Ha sottolineato la necessità di “rafforzare i legami tra azione umanitaria, adattamento climatico e costruzione della pace” al fine di rafforzare la resilienza, promuovere la coesione sociale e garantire una stabilità duratura.
La Andersen ha spiegato come la comunità internazionale può aiutare i paesi colpiti da conflitti, cominciando con la ricostruzione della loro capacità di gestione ambientale.
Tale sostegno “consente ai governi di gestire le risorse naturali per lo sviluppo sostenibile, la ripresa economica e l’adattamento climatico, riducendo così la povertà, la fame e la dipendenza dagli aiuti”.

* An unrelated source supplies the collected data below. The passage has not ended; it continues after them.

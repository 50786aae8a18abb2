//! Sync API v9 request and response shapes.

use std::collections::HashMap;

use chrono::NaiveDate;
use serde::{Deserialize, Serialize};
use serde_json::{json, Map, Value};

use tasklink_core::types::{Change, MirrorId, MirrorProject, MirrorTask, Priority};
use tasklink_sync::MirrorCommand;

pub const RESOURCE_TYPES: &str = r#"["projects","items"]"#;

#[derive(Debug, Clone, Deserialize)]
pub struct SyncResponse {
    pub sync_token: String,
    #[serde(default)]
    pub full_sync: bool,
    #[serde(default)]
    pub projects: Vec<WireProject>,
    #[serde(default)]
    pub items: Vec<WireItem>,
    #[serde(default)]
    pub temp_id_mapping: HashMap<String, String>,
    /// Command uuid → `"ok"` or an error object.
    #[serde(default)]
    pub sync_status: HashMap<String, Value>,
}

#[derive(Debug, Clone, Deserialize)]
pub struct WireProject {
    pub id: String,
    pub name: String,
    #[serde(default)]
    pub is_deleted: bool,
    #[serde(default)]
    pub is_archived: bool,
}

impl From<WireProject> for MirrorProject {
    fn from(p: WireProject) -> Self {
        MirrorProject {
            id: MirrorId(p.id),
            name: p.name,
            is_deleted: p.is_deleted || p.is_archived,
        }
    }
}

#[derive(Debug, Clone, Deserialize)]
pub struct WireDue {
    pub date: String,
}

#[derive(Debug, Clone, Deserialize)]
pub struct WireItem {
    pub id: String,
    pub content: String,
    #[serde(default)]
    pub checked: bool,
    pub due: Option<WireDue>,
    #[serde(default = "default_priority")]
    pub priority: u8,
    pub project_id: Option<String>,
    pub parent_id: Option<String>,
    #[serde(default)]
    pub is_deleted: bool,
}

fn default_priority() -> u8 {
    Priority::NONE.get()
}

impl From<WireItem> for MirrorTask {
    fn from(item: WireItem) -> Self {
        MirrorTask {
            id: MirrorId(item.id),
            title: item.content,
            done: item.checked,
            // Recurring and timed dues carry a time part; only the date is synced.
            due_date: item
                .due
                .and_then(|due| due.date.get(..10).map(str::to_owned))
                .and_then(|d| NaiveDate::parse_from_str(&d, "%Y-%m-%d").ok()),
            priority: Priority::new(item.priority).unwrap_or_default(),
            project: item.project_id.map(MirrorId),
            parent: item.parent_id.map(MirrorId),
            is_deleted: item.is_deleted,
        }
    }
}

/// Response of `projects/get`.
#[derive(Debug, Deserialize)]
pub struct ProjectEnvelope {
    pub project: WireProject,
}

/// Response of `items/get`.
#[derive(Debug, Deserialize)]
pub struct ItemEnvelope {
    pub item: WireItem,
}

/// One queued command as the API expects it.
#[derive(Debug, Clone, PartialEq, Serialize)]
pub struct WireCommand {
    #[serde(rename = "type")]
    pub kind: &'static str,
    pub uuid: String,
    #[serde(skip_serializing_if = "Option::is_none")]
    pub temp_id: Option<String>,
    pub args: Map<String, Value>,
}

fn due(date: Option<NaiveDate>) -> Value {
    match date {
        Some(d) => json!({ "date": d.format("%Y-%m-%d").to_string() }),
        None => Value::Null,
    }
}

fn args(pairs: impl IntoIterator<Item = (&'static str, Value)>) -> Map<String, Value> {
    pairs
        .into_iter()
        .map(|(k, v)| (k.to_owned(), v))
        .collect()
}

/// Encode one engine command. `uuid` keys the command in `sync_status`.
pub fn encode(command: &MirrorCommand, uuid: String) -> WireCommand {
    let (kind, temp_id, args) = match command {
        MirrorCommand::CreateProject { temp_id, name } => (
            "project_add",
            Some(temp_id.0.clone()),
            args([("name", json!(name))]),
        ),
        MirrorCommand::UpdateProject { id, changes } => {
            let mut a = args([("id", json!(id.as_str()))]);
            if let Change::Set(name) = &changes.name {
                a.insert("name".into(), json!(name));
            }
            ("project_update", None, a)
        }
        MirrorCommand::CreateTask { temp_id, draft } => {
            let mut a = args([
                ("content", json!(draft.title)),
                ("project_id", json!(draft.project.as_str())),
                ("priority", json!(draft.priority.get())),
            ]);
            if draft.due_date.is_some() {
                a.insert("due".into(), due(draft.due_date));
            }
            if let Some(parent) = &draft.parent {
                a.insert("parent_id".into(), json!(parent.as_str()));
            }
            ("item_add", Some(temp_id.0.clone()), a)
        }
        MirrorCommand::UpdateTask { id, changes } => {
            let mut a = args([("id", json!(id.as_str()))]);
            if let Change::Set(title) = &changes.title {
                a.insert("content".into(), json!(title));
            }
            if let Change::Set(date) = changes.due_date {
                a.insert("due".into(), due(date));
            }
            if let Change::Set(priority) = changes.priority {
                a.insert("priority".into(), json!(priority.get()));
            }
            ("item_update", None, a)
        }
        MirrorCommand::MoveTask {
            id,
            to,
            current_project,
        } => {
            let mut a = args([("id", json!(id.as_str()))]);
            // item_move takes exactly one destination.
            match (&to.parent, &to.project) {
                (Change::Set(Some(parent)), _) => {
                    a.insert("parent_id".into(), json!(parent.as_str()));
                }
                (_, Change::Set(project)) => {
                    a.insert("project_id".into(), json!(project.as_str()));
                }
                (Change::Set(None), Change::Unchanged) => {
                    if let Some(project) = current_project {
                        a.insert("project_id".into(), json!(project.as_str()));
                    }
                }
                (Change::Unchanged, Change::Unchanged) => {}
            }
            ("item_move", None, a)
        }
        MirrorCommand::SetTaskDone { id, done } => (
            if *done { "item_complete" } else { "item_uncomplete" },
            None,
            args([("id", json!(id.as_str()))]),
        ),
    };
    WireCommand {
        kind,
        uuid,
        temp_id,
        args,
    }
}

/// Human-readable error of a non-ok `sync_status` entry.
pub fn status_error(status: &Value) -> Option<String> {
    if status.as_str() == Some("ok") {
        return None;
    }
    let message = status
        .get("error")
        .and_then(Value::as_str)
        .map(str::to_owned)
        .unwrap_or_else(|| status.to_string());
    Some(match status.get("error_code").and_then(Value::as_i64) {
        Some(code) => format!("{message} (code {code})"),
        None => message,
    })
}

Adattamento e mitigazione dei cambiamenti climatici
Ha anche chiesto maggiori investimenti nell’adattamento climatico. L’UNEP ha pubblicato l’ultimo Rapporto sul divario delle emissioni di questa settimanache rivela che il mondo sta lottando per limitare l’aumento della temperatura globale a 1,5 gradi Celsius rispetto ai livelli preindustriali.
“Mentre ci dirigiamo verso Belém, quindi, per COP30è necessaria una grande ambizione sia in termini di adattamento che di mitigazione”, ha affermato.
“Ogni frazione di grado conta, e ogni frazione di grado evitata significa meno perdite per le persone e gli ecosistemi – e maggiori opportunità di pace e prosperità. »
Originalmente pubblicato su The European Times.